(INSTRUCTIONS FOR THE TASK):
All of the data is to be restated word for word.

━━ SUPPLIED MATERIAL ━━

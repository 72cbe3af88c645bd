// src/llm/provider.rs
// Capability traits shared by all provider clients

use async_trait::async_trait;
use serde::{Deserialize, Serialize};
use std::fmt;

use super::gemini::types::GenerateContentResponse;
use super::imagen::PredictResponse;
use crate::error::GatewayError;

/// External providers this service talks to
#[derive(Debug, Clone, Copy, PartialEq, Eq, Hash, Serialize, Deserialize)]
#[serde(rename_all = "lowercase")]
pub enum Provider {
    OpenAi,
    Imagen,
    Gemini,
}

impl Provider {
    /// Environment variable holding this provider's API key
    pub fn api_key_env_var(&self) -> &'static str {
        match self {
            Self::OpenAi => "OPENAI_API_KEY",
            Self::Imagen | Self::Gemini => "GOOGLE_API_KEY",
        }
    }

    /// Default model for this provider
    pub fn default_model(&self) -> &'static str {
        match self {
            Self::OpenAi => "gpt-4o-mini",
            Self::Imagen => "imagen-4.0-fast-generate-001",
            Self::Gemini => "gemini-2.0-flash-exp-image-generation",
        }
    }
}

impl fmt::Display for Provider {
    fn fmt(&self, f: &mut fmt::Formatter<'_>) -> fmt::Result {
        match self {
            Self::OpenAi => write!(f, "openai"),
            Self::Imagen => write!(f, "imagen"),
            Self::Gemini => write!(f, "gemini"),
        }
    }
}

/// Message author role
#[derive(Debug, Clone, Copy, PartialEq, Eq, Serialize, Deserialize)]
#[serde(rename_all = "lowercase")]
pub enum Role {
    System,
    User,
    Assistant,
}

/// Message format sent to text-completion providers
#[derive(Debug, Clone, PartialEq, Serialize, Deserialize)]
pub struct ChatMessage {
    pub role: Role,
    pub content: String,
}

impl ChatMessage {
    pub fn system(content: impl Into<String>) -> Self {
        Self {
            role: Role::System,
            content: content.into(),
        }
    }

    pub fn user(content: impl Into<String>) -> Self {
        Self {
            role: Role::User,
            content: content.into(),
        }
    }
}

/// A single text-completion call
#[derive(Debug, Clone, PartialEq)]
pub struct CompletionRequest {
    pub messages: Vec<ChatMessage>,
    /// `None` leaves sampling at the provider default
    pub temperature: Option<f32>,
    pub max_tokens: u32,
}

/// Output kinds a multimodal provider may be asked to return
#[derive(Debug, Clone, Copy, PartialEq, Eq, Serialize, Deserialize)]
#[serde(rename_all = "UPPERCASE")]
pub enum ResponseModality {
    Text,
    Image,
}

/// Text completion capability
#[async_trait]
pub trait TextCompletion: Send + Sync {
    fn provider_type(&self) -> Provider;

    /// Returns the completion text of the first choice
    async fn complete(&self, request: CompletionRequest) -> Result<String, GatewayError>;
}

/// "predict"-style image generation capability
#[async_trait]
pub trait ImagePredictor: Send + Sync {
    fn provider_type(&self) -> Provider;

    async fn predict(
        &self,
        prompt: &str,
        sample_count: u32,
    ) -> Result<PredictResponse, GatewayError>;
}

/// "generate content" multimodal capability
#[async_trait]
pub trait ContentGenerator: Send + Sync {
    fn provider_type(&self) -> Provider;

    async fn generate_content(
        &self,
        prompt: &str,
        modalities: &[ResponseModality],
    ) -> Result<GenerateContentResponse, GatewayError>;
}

━━━

(RESPONSE FOR THIS EXERCISE):
repository 72cbe3af88c645bd
// src/llm/provider.rs
// Capability traits shared by all provider clients

use async_trait::async_trait;
use serde::{Deserialize, Serialize};
use std::fmt;

use super::gemini::types::GenerateContentResponse;
use super::imagen::PredictResponse;
use crate::error::GatewayError;

/// External providers this service talks to
#[derive(Debug, Clone, Copy, PartialEq, Eq, Hash, Serialize, Deserialize)]
#[serde(rename_all = "lowercase")]
pub enum Provider {
    OpenAi,
    Imagen,
    Gemini,
}

impl Provider {
    /// Environment variable holding this provider's API key
    pub fn api_key_env_var(&self) -> &'static str {
        match self {
            Self::OpenAi => "OPENAI_API_KEY",
            Self::Imagen | Self::Gemini => "GOOGLE_API_KEY",
        }
    }

    /// Default model for this provider
    pub fn default_model(&self) -> &'static str {
        match self {
            Self::OpenAi => "gpt-4o-mini",
            Self::Imagen => "imagen-4.0-fast-generate-001",
            Self::Gemini => "gemini-2.0-flash-exp-image-generation",
        }
    }
}

impl fmt::Display for Provider {
    fn fmt(&self, f: &mut fmt::Formatter<'_>) -> fmt::Result {
        match self {
            Self::OpenAi => write!(f, "openai"),
            Self::Imagen => write!(f, "imagen"),
            Self::Gemini => write!(f, "gemini"),
        }
    }
}

/// Message author role
#[derive(Debug, Clone, Copy, PartialEq, Eq, Serialize, Deserialize)]
#[serde(rename_all = "lowercase")]
pub enum Role {
    System,
    User,
    Assistant,
}

/// Message format sent to text-completion providers
#[derive(Debug, Clone, PartialEq, Serialize, Deserialize)]
pub struct ChatMessage {
    pub role: Role,
    pub content: String,
}

impl ChatMessage {
    pub fn system(content: impl Into<String>) -> Self {
        Self {
            role: Role::System,
            content: content.into(),
        }
    }

    pub fn user(content: impl Into<String>) -> Self {
        Self {
            role: Role::User,
            content: content.into(),
        }
    }
}

/// A single text-completion call
#[derive(Debug, Clone, PartialEq)]
pub struct CompletionRequest {
    pub messages: Vec<ChatMessage>,
    /// `None` leaves sampling at the provider default
    pub temperature: Option<f32>,
    pub max_tokens: u32,
}

/// Output kinds a multimodal provider may be asked to return
#[derive(Debug, Clone, Copy, PartialEq, Eq, Serialize, Deserialize)]
#[serde(rename_all = "UPPERCASE")]
pub enum ResponseModality {
    Text,
    Image,
}

/// Text completion capability
#[async_trait]
pub trait TextCompletion: Send + Sync {
    fn provider_type(&self) -> Provider;

    /// Returns the completion text of the first choice
    async fn complete(&self, request: CompletionRequest) -> Result<String, GatewayError>;
}

/// "predict"-style image generation capability
#[async_trait]
pub trait ImagePredictor: Send + Sync {
    fn provider_type(&self) -> Provider;

    async fn predict(
        &self,
        prompt: &str,
        sample_count: u32,
    ) -> Result<PredictResponse, GatewayError>;
}

/// "generate content" multimodal capability
#[async_trait]
pub trait ContentGenerator: Send + Sync {
    fn provider_type(&self) -> Provider;

    async fn generate_content(
        &self,
        prompt: &str,
        modalities: &[ResponseModality],
    ) -> Result<GenerateContentResponse, GatewayError>;
}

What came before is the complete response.